Web3 & Enterprise·November 28, 2023, 6:44 AM

SK C&C, a comprehensive digital solutions provider and the affiliate of South Korean conglomerate SK Group, announced Tuesday (local time) that it will provide the blockchain-based ChainZ Security Token service to Hana Securities for the securities firm’s construction of a security token system.

Security tokens enable the conversion of assets such as real estate, art and carbon credits into digital tokens. These digital representations open up opportunities for retail investors to make fractional investments in assets that were previously beyond their reach due to high minimum investment requirements.

Hana Securities’ involvement in security tokens emerged when its parent company, Hana Financial Group, joined a consortium called the Next Finance Initiative (NFI) in June to expand the security token ecosystem. In this collaborative effort, Hana Securities is set to develop infrastructure that will enable the establishment of extensive security token services. This infrastructure will support functions such as the issuance, distribution and procurement of security tokens.

Photo by Shubham Dhage on Unsplash

 

Security tokens on Ethereum

The ChainZ platform allows the creation, issuance and trading of tokenized assets on the Ethereum network by simply calling an application programming interface (API). The company explained that being compatible with several Ethereum standards, including ERC-20, ChainZ enables users to create diverse token-related services with just a few clicks.

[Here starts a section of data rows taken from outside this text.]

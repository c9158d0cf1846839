//! CLI Interface E2E Tests
//!
//! These tests run the quillt binary against fixture files and check its
//! output streams and exit status.

use assert_cmd::Command;
use predicates::prelude::*;
use std::path::PathBuf;
use tempfile::TempDir;

/// Get the path to the fixtures directory
fn fixtures_dir() -> PathBuf {
    PathBuf::from(env!("CARGO_MANIFEST_DIR"))
        .join("tests")
        .join("fixtures")
}

/// A quillt command isolated from the caller's environment and config files
fn quillt(home: &TempDir) -> Command {
    let mut cmd = Command::new(env!("CARGO_BIN_EXE_quillt"));
    cmd.current_dir(home.path())
        .env("XDG_CONFIG_HOME", home.path())
        .env("HOME", home.path())
        .env_remove("QUILLT_VERBOSE")
        .env_remove("QUILLT_CONFIG")
        .env_remove("QUILLT_NO_COLOR");
    cmd
}

#[test]
fn test_cli_help() {
    let home = TempDir::new().unwrap();
    quillt(&home)
        .arg("--help")
        .assert()
        .success()
        .stdout(predicate::str::contains("tokens").and(predicate::str::contains("check")));
}

#[test]
fn test_cli_version() {
    let home = TempDir::new().unwrap();
    quillt(&home)
        .arg("--version")
        .assert()
        .success()
        .stdout(predicate::str::contains("quillt"));
}

#[test]
fn test_tokens_text_listing() {
    let home = TempDir::new().unwrap();
    quillt(&home)
        .arg("tokens")
        .arg(fixtures_dir().join("clean.ql"))
        .assert()
        .success()
        .stdout(predicate::str::contains("2:1  left_paren  \"(\""))
        .stdout(predicate::str::contains("2:13  number  \"0x1A\"  26 (hexadecimal)"))
        .stdout(predicate::str::contains(
            "123456789012345678901234567890n (decimal)",
        ))
        .stdout(predicate::str::contains("  1000n (exponential)"))
        .stdout(predicate::str::contains("6:1  string  \"done\""))
        .stdout(predicate::str::contains("7:1  eof  \"\""))
        .stderr(predicate::str::is_empty());
}

#[test]
fn test_tokens_no_eof() {
    let home = TempDir::new().unwrap();
    quillt(&home)
        .args(["tokens", "--no-eof"])
        .arg(fixtures_dir().join("clean.ql"))
        .assert()
        .success()
        .stdout(predicate::str::contains("eof").not());
}

#[test]
fn test_tokens_json() {
    let home = TempDir::new().unwrap();
    let output = quillt(&home)
        .args(["tokens", "--format", "json"])
        .arg(fixtures_dir().join("clean.ql"))
        .output()
        .unwrap();

    assert!(output.status.success());
    let records: serde_json::Value = serde_json::from_slice(&output.stdout).unwrap();
    let records = records.as_array().unwrap();
    assert_eq!(records.first().unwrap()["kind"], "left_paren");
    assert_eq!(records.last().unwrap()["kind"], "eof");
    assert!(records
        .iter()
        .any(|r| r["format"] == "hexadecimal" && r["value"] == "26"));
}

#[test]
fn test_tokens_with_errors_exits_one() {
    let home = TempDir::new().unwrap();
    quillt(&home)
        .arg("tokens")
        .arg(fixtures_dir().join("broken.ql"))
        .assert()
        .code(1)
        .stdout(predicate::str::contains("1:5  number  \"2\""))
        .stderr(predicate::str::contains("error[E1001]: unknown character `x`"))
        .stderr(predicate::str::contains("error[E1003]: expected binary digit after `0b`"))
        .stderr(predicate::str::contains("error[E1002]: unterminated string literal"));
}

#[test]
fn test_check_clean_file() {
    let home = TempDir::new().unwrap();
    quillt(&home)
        .arg("check")
        .arg(fixtures_dir().join("clean.ql"))
        .assert()
        .success()
        .stdout(predicate::str::is_empty())
        .stderr(predicate::str::is_empty());
}

#[test]
fn test_check_clean_file_verbose() {
    let home = TempDir::new().unwrap();
    quillt(&home)
        .args(["--verbose", "check"])
        .arg(fixtures_dir().join("clean.ql"))
        .assert()
        .success()
        .stdout(predicate::str::contains("clean.ql: ok ("));
}

#[test]
fn test_check_broken_file() {
    let home = TempDir::new().unwrap();
    quillt(&home)
        .arg("check")
        .arg(fixtures_dir().join("clean.ql"))
        .arg(fixtures_dir().join("broken.ql"))
        .assert()
        .code(1)
        .stderr(predicate::str::contains("broken.ql:2:5"))
        .stderr(predicate::str::contains("2 | x = 0b2;"))
        .stderr(predicate::str::contains("error: aborting due to 3 previous errors"))
        .stderr(predicate::str::contains("error: could not tokenize `"))
        .stderr(predicate::str::contains("\x1b[").not());
}

#[test]
fn test_check_missing_file_exits_two() {
    let home = TempDir::new().unwrap();
    quillt(&home)
        .args(["check", "does-not-exist.ql"])
        .assert()
        .code(2)
        .stderr(predicate::str::contains("Input path does not exist"));
}

#[test]
fn test_config_file_sets_format() {
    let home = TempDir::new().unwrap();
    std::fs::write(
        home.path().join("quill.toml"),
        "[output]\nformat = \"json\"\nshow_eof = false\n",
    )
    .unwrap();

    quillt(&home)
        .arg("tokens")
        .arg(fixtures_dir().join("clean.ql"))
        .assert()
        .success()
        .stdout(predicate::str::starts_with("["))
        .stdout(predicate::str::contains("\"eof\"").not());
}

#[test]
fn test_flag_overrides_config_format() {
    let home = TempDir::new().unwrap();
    let config = home.path().join("custom.toml");
    std::fs::write(&config, "[output]\nformat = \"json\"\n").unwrap();

    quillt(&home)
        .arg("--config")
        .arg(&config)
        .args(["tokens", "--format", "text"])
        .arg(fixtures_dir().join("clean.ql"))
        .assert()
        .success()
        .stdout(predicate::str::starts_with("2:1  left_paren"));
}

#[test]
fn test_invalid_config_exits_two() {
    let home = TempDir::new().unwrap();
    std::fs::write(home.path().join("quill.toml"), "[output]\ncolor = \"sometimes\"\n").unwrap();

    quillt(&home)
        .arg("check")
        .arg(fixtures_dir().join("clean.ql"))
        .assert()
        .code(2)
        .stderr(predicate::str::contains("Invalid color"));
}

#[test]
fn test_unknown_format_exits_two() {
    let home = TempDir::new().unwrap();
    quillt(&home)
        .args(["tokens", "--format", "xml"])
        .arg(fixtures_dir().join("clean.ql"))
        .assert()
        .code(2)
        .stderr(predicate::str::contains("Unknown format"));
}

SK C&C will leverage the ChainZ platform, which supports distributed ledger services, to manage token offerings and allocations. Additionally, the company will offer security token-related services, which will include processing investor orders and facilitating the buying and selling of tokens.

Choi Cheol, Head of SK C&C’s Web3 and Convergence Group, said that the security token system of Hana Securities will lay a foundation for securities firms to adopt security token services and engage in business collaborations with each other. According to Choi, SK C&C is committed to providing secure trading services for security tokens, catering not only to securities companies but also to a broader range of enterprises and general investors. The tech company is also planning to take an active role in NFI and other consortiums with securities firms as a part of its strategy to enhance these efforts further.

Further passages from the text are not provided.